> _Action item_
Write out nothing except the lines running from the one containing "let end = pos + role.len();" to the last line of the data, exactly as they stand.

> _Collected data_

◇ ◇ ◇ ◇ ◇ ◇ ◇

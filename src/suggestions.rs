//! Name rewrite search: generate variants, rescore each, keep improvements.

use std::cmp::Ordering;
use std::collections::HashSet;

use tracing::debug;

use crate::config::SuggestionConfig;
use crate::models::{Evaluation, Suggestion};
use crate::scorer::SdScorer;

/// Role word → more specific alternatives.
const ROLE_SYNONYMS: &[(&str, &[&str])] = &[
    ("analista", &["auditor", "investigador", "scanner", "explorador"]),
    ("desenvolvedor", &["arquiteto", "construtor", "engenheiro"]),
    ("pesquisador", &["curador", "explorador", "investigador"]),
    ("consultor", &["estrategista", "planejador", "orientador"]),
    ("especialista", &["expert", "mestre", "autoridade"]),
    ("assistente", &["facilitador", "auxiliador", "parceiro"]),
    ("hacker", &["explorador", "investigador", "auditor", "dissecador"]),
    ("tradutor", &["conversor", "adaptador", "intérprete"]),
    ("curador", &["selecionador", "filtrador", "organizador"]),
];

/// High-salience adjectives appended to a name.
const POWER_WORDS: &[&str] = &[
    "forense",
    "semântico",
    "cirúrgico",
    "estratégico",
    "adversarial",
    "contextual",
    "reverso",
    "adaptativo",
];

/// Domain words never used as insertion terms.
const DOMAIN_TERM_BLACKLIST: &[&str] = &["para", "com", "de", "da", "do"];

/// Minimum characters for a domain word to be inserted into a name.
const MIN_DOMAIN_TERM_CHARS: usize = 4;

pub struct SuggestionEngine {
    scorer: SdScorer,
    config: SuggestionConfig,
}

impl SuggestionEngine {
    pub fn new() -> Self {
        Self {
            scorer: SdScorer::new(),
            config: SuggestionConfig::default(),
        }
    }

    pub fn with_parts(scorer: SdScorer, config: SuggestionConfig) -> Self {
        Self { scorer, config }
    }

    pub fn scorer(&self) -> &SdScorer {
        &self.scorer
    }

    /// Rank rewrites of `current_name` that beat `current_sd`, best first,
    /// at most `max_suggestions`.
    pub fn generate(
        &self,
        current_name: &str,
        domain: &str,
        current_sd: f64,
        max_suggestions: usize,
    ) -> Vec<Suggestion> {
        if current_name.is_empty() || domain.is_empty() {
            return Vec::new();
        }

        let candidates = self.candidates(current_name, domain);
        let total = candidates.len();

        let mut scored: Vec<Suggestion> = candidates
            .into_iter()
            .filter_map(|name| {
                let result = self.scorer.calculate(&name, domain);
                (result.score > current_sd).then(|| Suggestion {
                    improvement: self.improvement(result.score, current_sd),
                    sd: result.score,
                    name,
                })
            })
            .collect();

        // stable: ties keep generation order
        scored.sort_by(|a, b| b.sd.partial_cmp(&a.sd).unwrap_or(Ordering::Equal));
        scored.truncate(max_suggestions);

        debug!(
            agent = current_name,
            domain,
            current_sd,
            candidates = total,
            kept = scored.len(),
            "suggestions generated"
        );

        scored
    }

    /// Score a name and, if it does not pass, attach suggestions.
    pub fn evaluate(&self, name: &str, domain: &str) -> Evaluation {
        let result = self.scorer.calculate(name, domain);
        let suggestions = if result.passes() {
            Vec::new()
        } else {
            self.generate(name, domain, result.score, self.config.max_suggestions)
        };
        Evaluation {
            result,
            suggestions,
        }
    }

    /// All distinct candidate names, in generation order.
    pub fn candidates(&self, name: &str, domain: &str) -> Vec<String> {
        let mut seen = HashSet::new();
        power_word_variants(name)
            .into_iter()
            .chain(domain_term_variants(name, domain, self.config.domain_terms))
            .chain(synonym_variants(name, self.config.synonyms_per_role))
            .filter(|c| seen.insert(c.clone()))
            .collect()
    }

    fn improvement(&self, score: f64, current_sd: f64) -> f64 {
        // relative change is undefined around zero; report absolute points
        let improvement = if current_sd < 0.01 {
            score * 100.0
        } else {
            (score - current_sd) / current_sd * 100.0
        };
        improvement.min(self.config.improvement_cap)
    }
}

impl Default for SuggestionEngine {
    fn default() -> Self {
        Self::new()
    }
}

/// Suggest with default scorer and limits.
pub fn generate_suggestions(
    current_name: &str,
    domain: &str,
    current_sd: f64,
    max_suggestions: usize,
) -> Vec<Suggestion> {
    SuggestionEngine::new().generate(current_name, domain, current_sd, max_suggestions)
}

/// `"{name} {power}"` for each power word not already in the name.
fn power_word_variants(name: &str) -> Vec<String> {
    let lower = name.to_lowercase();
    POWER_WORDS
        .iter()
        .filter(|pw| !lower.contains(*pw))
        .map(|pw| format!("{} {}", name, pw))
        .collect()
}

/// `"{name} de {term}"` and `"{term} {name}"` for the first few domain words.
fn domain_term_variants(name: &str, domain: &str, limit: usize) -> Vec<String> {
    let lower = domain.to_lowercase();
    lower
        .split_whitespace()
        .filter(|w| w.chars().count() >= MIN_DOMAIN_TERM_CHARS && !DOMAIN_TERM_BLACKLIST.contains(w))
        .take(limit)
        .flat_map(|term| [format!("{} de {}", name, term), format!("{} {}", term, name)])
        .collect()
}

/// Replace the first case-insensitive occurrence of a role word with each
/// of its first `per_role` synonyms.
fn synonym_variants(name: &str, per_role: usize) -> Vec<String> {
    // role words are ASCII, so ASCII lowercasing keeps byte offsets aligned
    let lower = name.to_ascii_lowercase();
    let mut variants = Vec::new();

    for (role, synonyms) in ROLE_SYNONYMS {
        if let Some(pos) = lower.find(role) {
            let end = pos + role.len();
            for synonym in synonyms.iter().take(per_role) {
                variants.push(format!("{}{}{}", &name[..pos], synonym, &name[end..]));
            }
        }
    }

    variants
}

◇ ◇ ◇ ◇ ◇ ◇ ◇

> _Written solution_
            let end = pos + role.len();
            for synonym in synonyms.iter().take(per_role) {
                variants.push(format!("{}{}{}", &name[..pos], synonym, &name[end..]));
            }
        }
    }

    variants
}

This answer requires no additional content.